Ulrich Prinz ulrich.prinz at googlemail.com
Mon Jan 23 17:45:13 CET 2012


Hi Ole,

regarding the 0x1C location we can merge that with another idea I had:

In CMSIS the negative 'interrupts' (-15..0) are fixed and should be
handled through static interrupt handlers by the OS itself.
In the actual situation only the two words for initial stack pointer
and reset vector are stored in flash and copied over to ram at the
beginning of the RAM interrupt vector table.
But as systick, NMI and the others < 0 are to be considered static, we
could add them in the linker and push them with the right values.
This even saves some flash as the interrupt init calls for these
functions are obsolete.

This makes a pseudo interrupt entry at 0x1C available where your
check-value can be located without problem.

Am 18. Januar 2012 18:13 schrieb Bernard Fouché <bernard.fouche at kuantic.com>:
>
> Le 18/01/2012 13:48, Ole Reinhardt a écrit :
>>
>>> 2) The Code Protection Read value at 0x2FC: same problem but even
>>> nastier since there is a 'chance' that total control of the MCU is lost.
>>> OpenOCD does not know about this location. A 'hole' must be defined in
>>> the linker script for the 4 bytes at that location and an optional tool
>>> must consider this location is one wants to lock the MCU for security
>>> purposes.

This looks like interrupt 191 (or 179 by CMSIS counting)...

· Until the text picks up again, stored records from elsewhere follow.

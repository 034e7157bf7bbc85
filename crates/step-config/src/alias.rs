//! Alias resolver
//!
//! Rewrites every key of a layer to its parameter's canonical name before
//! the layer takes part in the merge. A layer that names one parameter under
//! two keys (canonical and alias, or two aliases) is ambiguous: neither
//! value is used and the conflict is reported.

use serde_json::Map;
use std::collections::{BTreeMap, HashMap};
use step_meta::{Alias, ParameterSpec};

use crate::layer::{ConfigLayer, LayerKind};

/// One parameter named more than once in a single layer
#[derive(Debug, Clone, PartialEq, Eq)]
pub struct Ambiguity {
    /// Canonical name of the parameter
    pub parameter: String,
    /// Conflicting keys, in layer order
    pub keys: Vec<String>,
    pub layer: LayerKind,
    pub layer_name: String,
}

/// Result of canonicalizing one layer
#[derive(Debug, Clone)]
pub struct Canonicalized {
    pub layer: ConfigLayer,
    pub ambiguities: Vec<Ambiguity>,
    /// Keys matching no parameter; kept in the layer as-is
    pub unknown_keys: Vec<String>,
}

#[derive(Debug, Clone, Copy)]
struct Target<'a> {
    canonical: &'a str,
    alias: Option<&'a Alias>,
}

/// Index of every canonical name and alias of a parameter table.
#[derive(Debug, Clone)]
pub struct AliasResolver<'a> {
    index: HashMap<&'a str, Target<'a>>,
}

impl<'a> AliasResolver<'a> {
    /// Build the index.
    ///
    /// Assumes a validated table (no alias collisions).
    pub fn new(params: &'a [ParameterSpec]) -> Self {
        let mut index = HashMap::new();
        for param in params {
            index.insert(
                param.name.as_str(),
                Target {
                    canonical: param.name.as_str(),
                    alias: None,
                },
            );
            for alias in &param.aliases {
                index.insert(
                    alias.name.as_str(),
                    Target {
                        canonical: param.name.as_str(),
                        alias: Some(alias),
                    },
                );
            }
        }
        Self { index }
    }

    /// Canonical name for a canonical name or alias.
    pub fn canonical_name(&self, key: &str) -> Option<&'a str> {
        self.index.get(key).map(|t| t.canonical)
    }

    pub fn is_known(&self, key: &str) -> bool {
        self.index.contains_key(key)
    }

    /// Rewrite the keys of `layer` to canonical names.
    pub fn canonicalize(&self, layer: &ConfigLayer) -> Canonicalized {
        // canonical name -> keys naming it, in layer order
        let mut claims: BTreeMap<&str, Vec<&str>> = BTreeMap::new();
        for key in layer.keys() {
            if let Some(target) = self.index.get(key) {
                claims.entry(target.canonical).or_default().push(key);
            }
        }

        let mut values = Map::new();
        let mut original_keys = BTreeMap::new();
        let mut ambiguities = Vec::new();
        let mut unknown_keys = Vec::new();

        for (key, value) in layer.values() {
            let Some(target) = self.index.get(key.as_str()) else {
                tracing::trace!(layer = %layer.kind(), key = %key, "Key matches no parameter");
                unknown_keys.push(key.clone());
                values.insert(key.clone(), value.clone());
                continue;
            };

            let claimants = &claims[target.canonical];
            if claimants.len() > 1 {
                // Reported once, on the first claimant
                if claimants[0] == key.as_str() {
                    ambiguities.push(Ambiguity {
                        parameter: target.canonical.to_string(),
                        keys: claimants.iter().map(|k| layer.original_key(k).to_string()).collect(),
                        layer: layer.kind(),
                        layer_name: layer.name().to_string(),
                    });
                }
                continue;
            }

            if let Some(alias) = target.alias {
                if alias.deprecated {
                    tracing::warn!(
                        layer = %layer.kind(),
                        alias = %alias.name,
                        parameter = target.canonical,
                        "Deprecated alias used; switch to the parameter name"
                    );
                }
            }

            let original = layer.original_key(key);
            if original != target.canonical {
                original_keys.insert(target.canonical.to_string(), original.to_string());
            }
            values.insert(target.canonical.to_string(), value.clone());
        }

        let canonical = ConfigLayer::new(layer.kind(), layer.name(), values)
            .with_original_keys(original_keys);

        Canonicalized {
            layer: canonical,
            ambiguities,
            unknown_keys,
        }
    }
}

#[cfg(test)]
mod tests {
    use super::*;
    use serde_json::{Value, json};

    fn params() -> Vec<ParameterSpec> {
        vec![
            ParameterSpec::new("token")
                .with_alias(Alias::new("githubToken"))
                .with_alias(Alias::deprecated("access_token")),
            ParameterSpec::new("owner").with_alias(Alias::new("githubOrg")),
        ]
    }

    fn step_layer(value: Value) -> ConfigLayer {
        let Value::Object(map) = value else {
            panic!("layer fixture must be an object")
        };
        ConfigLayer::new(LayerKind::Step, "demo", map)
    }

    #[test]
    fn test_alias_rewritten_to_canonical_name() {
        let params = params();
        let resolver = AliasResolver::new(&params);

        let result = resolver.canonicalize(&step_layer(json!({"githubOrg": "octo"})));

        assert!(result.ambiguities.is_empty());
        assert_eq!(result.layer.get("owner"), Some(&json!("octo")));
        assert!(!result.layer.contains("githubOrg"));
        assert_eq!(result.layer.original_key("owner"), "githubOrg");
    }

    #[test]
    fn test_canonical_and_alias_together_are_ambiguous() {
        let params = params();
        let resolver = AliasResolver::new(&params);

        let result =
            resolver.canonicalize(&step_layer(json!({"token": "a", "githubToken": "b", "owner": "o"})));

        assert_eq!(result.ambiguities.len(), 1);
        assert_eq!(result.ambiguities[0].parameter, "token");
        assert_eq!(result.ambiguities[0].keys, vec!["token", "githubToken"]);
        assert!(!result.layer.contains("token"));
        assert_eq!(result.layer.get("owner"), Some(&json!("o")));
    }

    #[test]
    fn test_two_aliases_of_one_parameter_are_ambiguous() {
        let params = params();
        let resolver = AliasResolver::new(&params);

        let result =
            resolver.canonicalize(&step_layer(json!({"githubToken": "a", "access_token": "b"})));

        assert_eq!(result.ambiguities.len(), 1);
        assert!(!result.layer.contains("token"));
    }

    #[test]
    fn test_unknown_keys_are_kept() {
        let params = params();
        let resolver = AliasResolver::new(&params);

        let result = resolver.canonicalize(&step_layer(json!({"somethingElse": 1})));

        assert_eq!(result.unknown_keys, vec!["somethingElse"]);
        assert_eq!(result.layer.get("somethingElse"), Some(&json!(1)));
    }

    #[test]
    fn test_canonical_name_lookup() {
        let params = params();
        let resolver = AliasResolver::new(&params);
        assert_eq!(resolver.canonical_name("access_token"), Some("token"));
        assert_eq!(resolver.canonical_name("token"), Some("token"));
        assert_eq!(resolver.canonical_name("nope"), None);
        assert!(resolver.is_known("githubOrg"));
    }
}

I guess that the NXP people added this security feature at top of the
interrupt vector table of their biggest possible device. They propsed
(truely wrong) that anyone would store a fixed interrupt table in the
flash.
So I see no other option than to create a preset vector table of this
size, with every interrupt pointing to a default irq function. If you
then generate a startup.s defining all interrupt entries as 'weak',
the linker will not complain if any of the interrupts is not
referenced in your code. It instead will use the default vector you
defined.

If needed, I can pass you some demo code doing this.

I skipped it as I tried to omit any assembler code for startup.